This is an automated email from the ASF dual-hosted git repository.
bharathkk pushed a commit to branch master
in repository https://gitbox.apache.org/repos/asf/samza.git
The following commit(s) were added to refs/heads/master by this push:
new 010d14879 Emit to diagnostic kafka topic in round robin fashion to
support increasing this topic partition count (#1631)

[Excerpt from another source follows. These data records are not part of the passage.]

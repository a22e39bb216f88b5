/*
 * vSMTP mail transfer agent
 * Copyright (C) 2022 viridIT SAS
 *
 * This program is free software: you can redistribute it and/or modify it under
 * the terms of the GNU General Public License as published by the Free Software
 * Foundation, either version 3 of the License, or any later version.
 *
 * This program is distributed in the hope that it will be useful, but WITHOUT
 * ANY WARRANTY; without even the implied warranty of MERCHANTABILITY or FITNESS
 * FOR A PARTICULAR PURPOSE.  See the GNU General Public License for more details.
 *
 * You should have received a copy of the GNU General Public License along with
 * this program. If not, see https://www.gnu.org/licenses/.
 *
*/
//! The handlers a post goes through before being delivered.
//!
//! The names of the handlers left to run are stored in the `pipeline` key of
//! the metadata, so an entry shunted in the middle of its pipeline resumes at
//! the failing handler once unshunted.

use anyhow::Context;
use listd_common::{metadata::keys, Mail, Metadata};
use listd_config::Config;
use listd_mlist::{notice, ListStore, MailingList, Outbox, Pending, PendingOp};

mod delivery;
mod headers;
mod moderation;

/// Outcome of a handler.
#[derive(Debug, Clone, PartialEq, Eq)]
pub enum Disposition {
    /// run the next handler.
    Continue,
    /// wait for a moderator, with the reason.
    Hold(String),
    /// drop the message silently.
    Discard,
    /// bounce the message back to its sender with a notice.
    Reject(String),
}

/// Identifiers of the handlers.
#[derive(
    Debug, Clone, Copy, PartialEq, Eq, Hash, strum::Display, strum::EnumString, strum::EnumIter,
)]
#[strum(serialize_all = "kebab-case")]
pub enum HandlerId {
    ///
    Approve,
    ///
    Emergency,
    ///
    Moderate,
    ///
    Hold,
    ///
    Cleanse,
    ///
    CalcRecips,
    ///
    CookHeaders,
    ///
    ToDigest,
    ///
    ToArchive,
    ///
    AfterDelivery,
    ///
    ToOutgoing,
}

/// Handlers run for a post to a list.
pub const POST_PIPELINE: &[HandlerId] = &[
    HandlerId::Approve,
    HandlerId::Moderate,
    HandlerId::Hold,
    HandlerId::Emergency,
    HandlerId::CalcRecips,
    HandlerId::Cleanse,
    HandlerId::CookHeaders,
    HandlerId::ToDigest,
    HandlerId::ToArchive,
    HandlerId::AfterDelivery,
    HandlerId::ToOutgoing,
];

/// Handlers run for a message generated by the server.
pub const VIRGIN_PIPELINE: &[HandlerId] = &[HandlerId::CookHeaders, HandlerId::ToOutgoing];

/// Everything a handler may need besides the message.
pub struct HandlerContext<'a> {
    ///
    pub config: &'a Config,
    ///
    pub store: &'a ListStore,
    /// pending confirmations of the list.
    pub pending: &'a Pending,
    /// queue of the generated messages (notices, digests).
    pub virgin: &'a dyn Outbox,
    /// queue of the messages ready for delivery.
    pub out: &'a dyn Outbox,
    ///
    pub archive: &'a dyn Outbox,
}

/// Signature of a handler.
pub type Handler = fn(
    &mut HandlerContext<'_>,
    &mut MailingList,
    &mut Mail,
    &mut Metadata,
) -> anyhow::Result<Disposition>;

/// Handlers by identifier, built once at startup.
pub struct Registry {
    handlers: std::collections::HashMap<HandlerId, Handler>,
}

impl Default for Registry {
    fn default() -> Self {
        let handlers: [(HandlerId, Handler); 11] = [
            (HandlerId::Approve, moderation::approve),
            (HandlerId::Emergency, moderation::emergency),
            (HandlerId::Moderate, moderation::moderate),
            (HandlerId::Hold, moderation::hold),
            (HandlerId::Cleanse, moderation::cleanse),
            (HandlerId::CalcRecips, headers::calc_recips),
            (HandlerId::CookHeaders, headers::cook_headers),
            (HandlerId::ToDigest, delivery::to_digest),
            (HandlerId::ToArchive, delivery::to_archive),
            (HandlerId::AfterDelivery, delivery::after_delivery),
            (HandlerId::ToOutgoing, delivery::to_outgoing),
        ];
        Self {
            handlers: handlers.into_iter().collect(),
        }
    }
}

impl Registry {
    /// Run the handlers left in the `pipeline` key, initialized with
    /// `default` if absent.
    ///
    /// The remaining handlers are stored back in the metadata before each
    /// call. A failing handler is put back in front of them.
    ///
    /// # Errors
    ///
    /// * a handler name is unknown
    /// * a handler failed
    /// * the hold or reject notices could not be queued
    pub fn dispatch(
        &self,
        ctx: &mut HandlerContext<'_>,
        list: &mut MailingList,
        mail: &mut Mail,
        metadata: &mut Metadata,
        default: &[HandlerId],
    ) -> anyhow::Result<Disposition> {
        let mut pipeline = std::collections::VecDeque::from(metadata.pipeline().unwrap_or_else(
            || default.iter().map(ToString::to_string).collect(),
        ));

        while let Some(name) = pipeline.pop_front() {
            metadata.set_pipeline(pipeline.iter().cloned().collect());

            let outcome = name
                .parse::<HandlerId>()
                .with_context(|| format!("unknown handler `{name}`"))
                .and_then(|id| {
                    let handler = self
                        .handlers
                        .get(&id)
                        .with_context(|| format!("handler `{id}` is not registered"))?;
                    tracing::trace!(handler = %id, "Running handler.");
                    handler(ctx, list, mail, metadata)
                        .with_context(|| format!("handler `{id}` failed"))
                });

            match outcome {
                Ok(Disposition::Continue) => {}
                Ok(disposition) => {
                    apply(ctx, list, mail, metadata, &disposition)?;
                    return Ok(disposition);
                }
                Err(error) => {
                    pipeline.push_front(name);
                    metadata.set_pipeline(pipeline.into_iter().collect());
                    return Err(error);
                }
            }
        }

        metadata.remove(keys::PIPELINE);
        Ok(Disposition::Continue)
    }
}

fn apply(
    ctx: &HandlerContext<'_>,
    list: &MailingList,
    mail: &Mail,
    metadata: &Metadata,
    disposition: &Disposition,
) -> anyhow::Result<()> {
    let sender = mail.sender().map(|address| address.email);
    let message_id = mail.message_id().unwrap_or("n/a");

    match disposition {
        Disposition::Continue => {}
        Disposition::Hold(reason) => {
            let cookie = ctx.pending.pend_new(PendingOp::HeldMessage {
                reason: reason.clone(),
                message: mail.clone(),
                metadata: metadata.persistent(),
            })?;
            tracing::info!(list = %list.name, %message_id, %reason, %cookie, "Post held.");

            if let Some(sender) = &sender {
                let (notice, notice_metadata) = notice::hold_to_sender(
                    list,
                    sender,
                    mail.subject().unwrap_or("(no subject)"),
                    reason,
                );
                ctx.virgin.send(&notice, &notice_metadata)?;
            }
            let (notice, notice_metadata) = notice::hold_to_owner(
                list,
                sender.as_deref().unwrap_or("(unknown sender)"),
                reason,
                &cookie,
                mail,
            );
            ctx.virgin.send(&notice, &notice_metadata)?;
        }
        Disposition::Discard => {
            tracing::info!(list = %list.name, %message_id, ?sender, "Post discarded.");
        }
        Disposition::Reject(reason) => {
            tracing::info!(list = %list.name, %message_id, ?sender, %reason, "Post rejected.");
            if let Some(sender) = sender {
                let (notice, notice_metadata) = notice::reject(list, &sender, reason, mail);
                ctx.virgin.send(&notice, &notice_metadata)?;
            }
        }
    }
    Ok(())
}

010d14879 is described below
commit 010d14879f401cc01f083cf84f32eb8741cc8398
Author: jia-gao <[email protected]>
AuthorDate: Tue Sep 27 18:44:07 2022 -0700
Emit to diagnostic kafka topic in round robin fashion to support increasing
this topic partition count (#1631)
Symptom: For some Samza jobs, the size of the diagnostic stream partition
grows to be large and can cause issues in system streams like Kafka
Cause:
Currently, diagnostics topics for Samza jobs are created with a single
partition.
Because it is created in DiagnosticsUtil and uses the default partition
count, which is 1.
There could be a need to increase the partition count of the diagnostic
stream to resolve the issue above.
However, Samza currently uses hostnames as partition key to distribute
diagnostic msgs. The host names can be very similar, the hash of these in the
partition key will not evenly distribute the msgs across partitions.
Change:
Use the “null” partition key instead of using the hostname as the partition
key, and leverage on Kafka default partitioner to evenly distributed the events
across partitions.
Note that this change is backward compatible with the default partition
count (1) since every msg goes to the same partition regardless of the
partition key.
API changes: None
Backward compatible: No. Note that the change will be backwards
incompatible only when the diagnostic stream has more than one partition. The
default creation for diagnostic stream inside samza is with 1 partition, but
there are cases that the stream pre-exists or partition count increased after
creation.
Test Done:
./gradlew build
---
.../src/main/scala/org/apache/samza/diagnostics/DiagnosticsManager.java | 2 +-
1 file changed, 1 insertion(+), 1 deletion(-)
diff --git
a/samza-core/src/main/scala/org/apache/samza/diagnostics/DiagnosticsManager.java
b/samza-core/src/main/scala/org/apache/samza/diagnostics/DiagnosticsManager.java
index f420a93c9..5715365fe 100644
---
a/samza-core/src/main/scala/org/apache/samza/diagnostics/DiagnosticsManager.java
+++
b/samza-core/src/main/scala/org/apache/samza/diagnostics/DiagnosticsManager.java
@@ -240,7 +240,7 @@ public class DiagnosticsManager {
if (!diagnosticsStreamMessage.isEmpty()) {
systemProducer.send(DiagnosticsManager.class.getName(),
- new OutgoingMessageEnvelope(diagnosticSystemStream, hostname,
null,
+ new OutgoingMessageEnvelope(diagnosticSystemStream, null, null,
new
MetricsSnapshotSerdeV2().toBytes(diagnosticsStreamMessage.convertToMetricsSnapshot())));
systemProducer.flush(DiagnosticsManager.class.getName());